# [Task objective]
Look through the records below and say how many lines include "tags". Give only that number.

Segment Open

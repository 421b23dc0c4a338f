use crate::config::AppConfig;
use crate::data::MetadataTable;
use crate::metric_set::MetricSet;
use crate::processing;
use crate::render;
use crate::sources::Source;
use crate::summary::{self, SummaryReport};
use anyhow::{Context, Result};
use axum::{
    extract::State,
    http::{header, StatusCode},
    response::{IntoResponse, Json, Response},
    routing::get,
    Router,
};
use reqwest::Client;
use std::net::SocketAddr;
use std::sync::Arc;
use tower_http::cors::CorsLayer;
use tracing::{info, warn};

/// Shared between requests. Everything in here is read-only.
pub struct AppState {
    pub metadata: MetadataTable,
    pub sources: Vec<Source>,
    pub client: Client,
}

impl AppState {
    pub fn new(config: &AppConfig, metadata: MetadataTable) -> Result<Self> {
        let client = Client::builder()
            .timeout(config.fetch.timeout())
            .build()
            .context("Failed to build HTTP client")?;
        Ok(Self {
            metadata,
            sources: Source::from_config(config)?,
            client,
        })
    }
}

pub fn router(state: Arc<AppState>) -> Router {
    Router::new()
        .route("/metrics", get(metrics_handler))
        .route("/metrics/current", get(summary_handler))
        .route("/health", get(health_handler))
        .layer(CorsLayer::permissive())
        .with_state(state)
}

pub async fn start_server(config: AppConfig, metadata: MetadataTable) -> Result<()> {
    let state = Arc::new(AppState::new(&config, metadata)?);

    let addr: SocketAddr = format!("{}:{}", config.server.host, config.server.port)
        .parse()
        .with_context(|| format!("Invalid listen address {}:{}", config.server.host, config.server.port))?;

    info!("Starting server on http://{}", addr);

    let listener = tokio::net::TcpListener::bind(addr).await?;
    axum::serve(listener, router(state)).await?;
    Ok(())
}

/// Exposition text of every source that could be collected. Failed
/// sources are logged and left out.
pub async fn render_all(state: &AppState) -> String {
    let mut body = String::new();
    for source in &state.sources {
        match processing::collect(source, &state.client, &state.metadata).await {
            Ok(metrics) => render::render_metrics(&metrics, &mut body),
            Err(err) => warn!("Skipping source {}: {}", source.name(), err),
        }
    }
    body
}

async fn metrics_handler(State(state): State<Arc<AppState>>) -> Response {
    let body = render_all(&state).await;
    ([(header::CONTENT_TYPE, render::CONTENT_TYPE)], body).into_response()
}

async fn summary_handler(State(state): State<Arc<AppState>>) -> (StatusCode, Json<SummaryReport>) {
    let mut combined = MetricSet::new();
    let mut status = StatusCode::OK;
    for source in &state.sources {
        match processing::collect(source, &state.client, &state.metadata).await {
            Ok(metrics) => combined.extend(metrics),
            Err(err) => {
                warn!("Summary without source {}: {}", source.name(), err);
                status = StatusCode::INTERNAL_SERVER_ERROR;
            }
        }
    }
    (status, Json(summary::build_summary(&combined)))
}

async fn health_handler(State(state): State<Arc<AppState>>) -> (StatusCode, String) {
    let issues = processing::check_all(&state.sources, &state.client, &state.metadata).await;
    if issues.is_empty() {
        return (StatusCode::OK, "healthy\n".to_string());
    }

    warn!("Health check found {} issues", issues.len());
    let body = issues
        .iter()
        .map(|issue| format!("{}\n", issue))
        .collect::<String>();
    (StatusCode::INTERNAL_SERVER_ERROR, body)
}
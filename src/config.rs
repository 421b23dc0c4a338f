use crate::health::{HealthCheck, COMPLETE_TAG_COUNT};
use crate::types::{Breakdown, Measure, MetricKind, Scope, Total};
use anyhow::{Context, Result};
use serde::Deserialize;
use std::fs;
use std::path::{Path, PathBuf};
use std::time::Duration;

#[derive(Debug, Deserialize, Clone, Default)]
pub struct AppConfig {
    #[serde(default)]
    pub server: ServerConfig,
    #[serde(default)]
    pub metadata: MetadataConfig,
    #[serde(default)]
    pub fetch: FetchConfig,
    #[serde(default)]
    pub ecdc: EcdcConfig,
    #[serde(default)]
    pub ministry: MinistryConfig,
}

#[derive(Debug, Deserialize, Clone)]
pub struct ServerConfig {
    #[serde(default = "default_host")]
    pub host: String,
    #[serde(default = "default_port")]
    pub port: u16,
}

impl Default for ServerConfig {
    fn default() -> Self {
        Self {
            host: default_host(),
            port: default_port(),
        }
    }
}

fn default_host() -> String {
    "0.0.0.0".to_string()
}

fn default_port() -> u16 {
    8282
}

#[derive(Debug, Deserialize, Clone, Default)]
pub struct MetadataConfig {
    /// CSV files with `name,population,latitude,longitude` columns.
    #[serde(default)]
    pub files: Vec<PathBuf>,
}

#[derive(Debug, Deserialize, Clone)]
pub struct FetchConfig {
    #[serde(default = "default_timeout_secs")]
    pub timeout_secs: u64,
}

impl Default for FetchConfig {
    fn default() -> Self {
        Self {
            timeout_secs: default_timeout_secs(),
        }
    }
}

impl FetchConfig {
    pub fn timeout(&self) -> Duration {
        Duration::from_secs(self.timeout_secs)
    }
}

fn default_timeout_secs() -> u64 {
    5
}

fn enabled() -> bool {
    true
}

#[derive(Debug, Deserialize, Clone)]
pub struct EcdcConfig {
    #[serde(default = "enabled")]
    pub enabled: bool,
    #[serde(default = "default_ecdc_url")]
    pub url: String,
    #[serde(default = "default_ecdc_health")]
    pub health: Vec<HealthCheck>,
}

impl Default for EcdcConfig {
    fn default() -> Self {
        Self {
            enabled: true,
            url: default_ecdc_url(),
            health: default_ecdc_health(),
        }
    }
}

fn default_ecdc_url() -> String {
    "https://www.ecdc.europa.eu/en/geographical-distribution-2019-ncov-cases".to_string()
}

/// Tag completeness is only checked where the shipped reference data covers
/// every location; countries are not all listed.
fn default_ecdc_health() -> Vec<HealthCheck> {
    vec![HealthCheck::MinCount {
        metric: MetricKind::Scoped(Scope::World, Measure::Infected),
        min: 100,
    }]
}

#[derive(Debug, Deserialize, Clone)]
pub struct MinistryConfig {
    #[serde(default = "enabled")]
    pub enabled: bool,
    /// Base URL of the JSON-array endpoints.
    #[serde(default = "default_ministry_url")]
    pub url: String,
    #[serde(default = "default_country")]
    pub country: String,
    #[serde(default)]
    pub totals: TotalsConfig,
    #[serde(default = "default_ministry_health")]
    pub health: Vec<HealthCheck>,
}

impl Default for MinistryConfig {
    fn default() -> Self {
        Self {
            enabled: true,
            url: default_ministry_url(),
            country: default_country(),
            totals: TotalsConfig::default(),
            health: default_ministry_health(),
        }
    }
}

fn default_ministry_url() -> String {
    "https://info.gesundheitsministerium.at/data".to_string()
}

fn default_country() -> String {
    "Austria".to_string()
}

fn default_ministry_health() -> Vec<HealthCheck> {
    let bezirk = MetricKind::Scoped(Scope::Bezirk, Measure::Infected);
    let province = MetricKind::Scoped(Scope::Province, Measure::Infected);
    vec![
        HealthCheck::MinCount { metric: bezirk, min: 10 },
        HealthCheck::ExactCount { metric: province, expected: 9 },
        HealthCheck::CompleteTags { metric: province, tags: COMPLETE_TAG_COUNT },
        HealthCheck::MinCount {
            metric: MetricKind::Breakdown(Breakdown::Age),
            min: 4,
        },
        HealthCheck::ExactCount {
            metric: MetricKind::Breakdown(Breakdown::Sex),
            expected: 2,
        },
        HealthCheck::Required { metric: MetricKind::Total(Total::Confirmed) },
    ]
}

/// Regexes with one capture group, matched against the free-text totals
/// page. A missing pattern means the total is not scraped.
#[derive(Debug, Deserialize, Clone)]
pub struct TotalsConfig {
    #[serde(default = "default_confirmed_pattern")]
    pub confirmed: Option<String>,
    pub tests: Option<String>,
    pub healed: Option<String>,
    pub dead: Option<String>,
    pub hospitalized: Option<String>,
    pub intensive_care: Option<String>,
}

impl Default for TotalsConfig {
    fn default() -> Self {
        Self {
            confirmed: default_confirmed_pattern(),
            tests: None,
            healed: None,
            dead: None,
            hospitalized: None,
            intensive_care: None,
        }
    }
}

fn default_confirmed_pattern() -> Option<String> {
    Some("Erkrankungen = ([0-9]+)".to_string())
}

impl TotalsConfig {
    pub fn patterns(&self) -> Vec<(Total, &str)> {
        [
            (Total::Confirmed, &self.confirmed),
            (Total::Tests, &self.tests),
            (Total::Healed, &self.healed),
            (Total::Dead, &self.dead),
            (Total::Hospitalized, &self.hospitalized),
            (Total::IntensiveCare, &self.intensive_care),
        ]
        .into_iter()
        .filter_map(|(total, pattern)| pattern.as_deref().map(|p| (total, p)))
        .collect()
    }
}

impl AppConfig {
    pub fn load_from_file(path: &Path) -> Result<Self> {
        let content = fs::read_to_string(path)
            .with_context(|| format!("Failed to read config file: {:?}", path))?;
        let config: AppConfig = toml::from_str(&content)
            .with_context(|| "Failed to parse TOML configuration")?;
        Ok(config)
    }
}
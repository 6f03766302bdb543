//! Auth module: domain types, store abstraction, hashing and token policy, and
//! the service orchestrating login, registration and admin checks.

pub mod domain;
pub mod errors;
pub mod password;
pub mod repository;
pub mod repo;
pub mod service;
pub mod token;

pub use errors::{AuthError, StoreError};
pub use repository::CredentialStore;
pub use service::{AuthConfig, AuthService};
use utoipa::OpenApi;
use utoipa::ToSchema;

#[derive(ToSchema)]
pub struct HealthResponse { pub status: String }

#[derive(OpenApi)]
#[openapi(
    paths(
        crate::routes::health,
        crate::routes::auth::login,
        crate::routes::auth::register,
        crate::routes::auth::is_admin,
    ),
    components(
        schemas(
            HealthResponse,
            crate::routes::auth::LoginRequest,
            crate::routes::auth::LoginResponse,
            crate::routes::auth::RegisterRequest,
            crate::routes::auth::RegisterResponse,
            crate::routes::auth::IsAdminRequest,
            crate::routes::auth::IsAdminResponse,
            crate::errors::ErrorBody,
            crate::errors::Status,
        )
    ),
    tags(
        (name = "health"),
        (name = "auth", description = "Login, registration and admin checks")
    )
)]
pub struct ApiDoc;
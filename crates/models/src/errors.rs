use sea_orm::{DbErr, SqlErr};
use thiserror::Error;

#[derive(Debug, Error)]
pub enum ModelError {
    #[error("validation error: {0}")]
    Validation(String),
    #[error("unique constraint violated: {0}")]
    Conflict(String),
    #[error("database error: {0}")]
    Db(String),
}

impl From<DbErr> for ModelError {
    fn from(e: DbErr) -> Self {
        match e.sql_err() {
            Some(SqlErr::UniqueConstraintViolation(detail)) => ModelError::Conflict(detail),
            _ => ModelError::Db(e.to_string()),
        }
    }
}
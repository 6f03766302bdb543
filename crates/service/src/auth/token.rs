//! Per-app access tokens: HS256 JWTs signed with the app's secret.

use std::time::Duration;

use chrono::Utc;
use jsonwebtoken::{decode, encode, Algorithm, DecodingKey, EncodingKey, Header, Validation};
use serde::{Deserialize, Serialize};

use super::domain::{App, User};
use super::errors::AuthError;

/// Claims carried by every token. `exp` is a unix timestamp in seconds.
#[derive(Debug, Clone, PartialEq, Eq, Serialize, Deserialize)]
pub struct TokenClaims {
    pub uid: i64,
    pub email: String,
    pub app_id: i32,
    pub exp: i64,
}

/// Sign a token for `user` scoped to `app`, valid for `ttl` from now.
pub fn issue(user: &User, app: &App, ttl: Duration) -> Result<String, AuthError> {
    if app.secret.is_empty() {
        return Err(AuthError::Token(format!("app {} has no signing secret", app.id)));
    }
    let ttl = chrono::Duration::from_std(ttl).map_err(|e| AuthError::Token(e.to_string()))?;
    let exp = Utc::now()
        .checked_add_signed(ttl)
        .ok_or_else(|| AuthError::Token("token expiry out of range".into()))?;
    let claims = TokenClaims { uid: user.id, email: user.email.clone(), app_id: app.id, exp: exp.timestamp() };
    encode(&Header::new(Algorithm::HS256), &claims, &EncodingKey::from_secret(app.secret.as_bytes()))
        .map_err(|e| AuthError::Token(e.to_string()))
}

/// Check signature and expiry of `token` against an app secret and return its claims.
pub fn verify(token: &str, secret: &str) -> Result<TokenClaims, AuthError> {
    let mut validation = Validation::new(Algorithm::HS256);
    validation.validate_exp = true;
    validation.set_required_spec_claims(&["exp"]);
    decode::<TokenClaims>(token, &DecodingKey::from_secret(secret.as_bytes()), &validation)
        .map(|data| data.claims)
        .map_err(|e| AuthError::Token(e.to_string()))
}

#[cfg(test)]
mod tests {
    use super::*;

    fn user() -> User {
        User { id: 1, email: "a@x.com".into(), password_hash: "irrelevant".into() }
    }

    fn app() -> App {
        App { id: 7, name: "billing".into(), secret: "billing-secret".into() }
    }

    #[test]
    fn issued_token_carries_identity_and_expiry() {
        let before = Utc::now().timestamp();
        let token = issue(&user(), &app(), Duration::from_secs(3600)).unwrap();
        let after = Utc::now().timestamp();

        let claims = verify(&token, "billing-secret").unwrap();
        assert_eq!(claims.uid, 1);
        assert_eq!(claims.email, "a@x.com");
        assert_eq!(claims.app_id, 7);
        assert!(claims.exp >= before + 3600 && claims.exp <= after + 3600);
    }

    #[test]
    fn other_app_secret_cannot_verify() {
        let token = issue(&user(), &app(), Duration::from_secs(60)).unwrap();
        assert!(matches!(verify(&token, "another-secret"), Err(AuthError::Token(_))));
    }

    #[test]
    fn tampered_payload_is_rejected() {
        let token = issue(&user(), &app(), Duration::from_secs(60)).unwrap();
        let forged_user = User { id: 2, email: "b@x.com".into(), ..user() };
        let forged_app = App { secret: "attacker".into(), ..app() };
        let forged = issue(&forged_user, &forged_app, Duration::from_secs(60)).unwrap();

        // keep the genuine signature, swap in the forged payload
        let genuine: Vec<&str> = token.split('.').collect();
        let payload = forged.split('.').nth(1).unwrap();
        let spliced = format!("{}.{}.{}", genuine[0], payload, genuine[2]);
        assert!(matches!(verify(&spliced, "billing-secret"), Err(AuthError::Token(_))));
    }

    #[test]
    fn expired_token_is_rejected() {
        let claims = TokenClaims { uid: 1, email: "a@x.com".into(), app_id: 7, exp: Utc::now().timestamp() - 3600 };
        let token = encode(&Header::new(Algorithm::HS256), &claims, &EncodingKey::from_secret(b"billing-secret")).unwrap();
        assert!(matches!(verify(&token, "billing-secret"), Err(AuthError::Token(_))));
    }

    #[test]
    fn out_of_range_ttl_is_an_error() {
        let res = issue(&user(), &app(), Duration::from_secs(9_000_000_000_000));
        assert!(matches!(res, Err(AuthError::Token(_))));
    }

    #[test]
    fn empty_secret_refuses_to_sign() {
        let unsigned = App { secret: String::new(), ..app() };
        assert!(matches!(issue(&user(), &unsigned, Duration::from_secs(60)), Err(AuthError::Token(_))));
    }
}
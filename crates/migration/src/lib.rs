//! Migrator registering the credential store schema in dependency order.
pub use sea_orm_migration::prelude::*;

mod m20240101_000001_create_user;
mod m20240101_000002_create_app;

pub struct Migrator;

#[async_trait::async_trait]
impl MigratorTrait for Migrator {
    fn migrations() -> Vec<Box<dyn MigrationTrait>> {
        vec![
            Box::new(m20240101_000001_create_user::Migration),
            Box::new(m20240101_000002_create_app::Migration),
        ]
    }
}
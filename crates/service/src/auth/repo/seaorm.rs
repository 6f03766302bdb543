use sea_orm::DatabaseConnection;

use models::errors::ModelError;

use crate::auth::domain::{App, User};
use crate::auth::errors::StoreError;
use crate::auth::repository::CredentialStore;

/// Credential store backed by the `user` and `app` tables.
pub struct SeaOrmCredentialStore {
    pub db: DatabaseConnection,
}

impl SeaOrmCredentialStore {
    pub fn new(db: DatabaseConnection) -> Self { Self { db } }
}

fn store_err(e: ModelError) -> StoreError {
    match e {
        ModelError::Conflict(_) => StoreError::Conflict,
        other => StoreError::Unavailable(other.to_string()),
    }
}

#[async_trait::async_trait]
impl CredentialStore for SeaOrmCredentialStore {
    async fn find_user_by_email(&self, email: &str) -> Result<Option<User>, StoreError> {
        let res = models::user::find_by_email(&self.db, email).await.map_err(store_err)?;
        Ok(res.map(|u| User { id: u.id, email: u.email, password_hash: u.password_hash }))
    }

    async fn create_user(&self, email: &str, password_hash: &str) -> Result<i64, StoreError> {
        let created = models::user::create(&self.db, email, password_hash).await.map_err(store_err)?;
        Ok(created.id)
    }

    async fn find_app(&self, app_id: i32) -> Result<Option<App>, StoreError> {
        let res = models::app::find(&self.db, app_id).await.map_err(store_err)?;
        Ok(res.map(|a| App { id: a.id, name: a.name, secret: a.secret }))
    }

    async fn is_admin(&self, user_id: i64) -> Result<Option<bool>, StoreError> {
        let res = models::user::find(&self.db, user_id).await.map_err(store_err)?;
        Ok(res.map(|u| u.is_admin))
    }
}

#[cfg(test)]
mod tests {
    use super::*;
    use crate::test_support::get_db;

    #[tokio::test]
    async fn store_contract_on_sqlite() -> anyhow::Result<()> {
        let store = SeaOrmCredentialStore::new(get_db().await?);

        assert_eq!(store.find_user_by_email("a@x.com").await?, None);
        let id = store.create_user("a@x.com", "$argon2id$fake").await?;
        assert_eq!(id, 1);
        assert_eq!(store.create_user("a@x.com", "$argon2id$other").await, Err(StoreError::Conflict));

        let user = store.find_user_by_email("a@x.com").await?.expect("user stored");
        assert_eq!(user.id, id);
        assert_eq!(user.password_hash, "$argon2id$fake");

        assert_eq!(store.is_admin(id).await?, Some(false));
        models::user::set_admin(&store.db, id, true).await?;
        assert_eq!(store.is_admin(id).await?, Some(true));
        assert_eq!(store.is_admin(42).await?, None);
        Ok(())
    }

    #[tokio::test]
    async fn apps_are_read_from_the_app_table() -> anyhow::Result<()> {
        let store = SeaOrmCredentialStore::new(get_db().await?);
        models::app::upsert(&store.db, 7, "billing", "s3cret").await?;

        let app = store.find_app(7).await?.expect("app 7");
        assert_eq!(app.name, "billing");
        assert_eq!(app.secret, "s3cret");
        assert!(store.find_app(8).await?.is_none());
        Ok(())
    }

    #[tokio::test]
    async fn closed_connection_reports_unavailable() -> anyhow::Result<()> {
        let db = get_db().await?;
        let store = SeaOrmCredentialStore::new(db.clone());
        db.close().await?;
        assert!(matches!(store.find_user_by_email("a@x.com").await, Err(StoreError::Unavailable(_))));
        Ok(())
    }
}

Segment Closed

# [Task solution]
2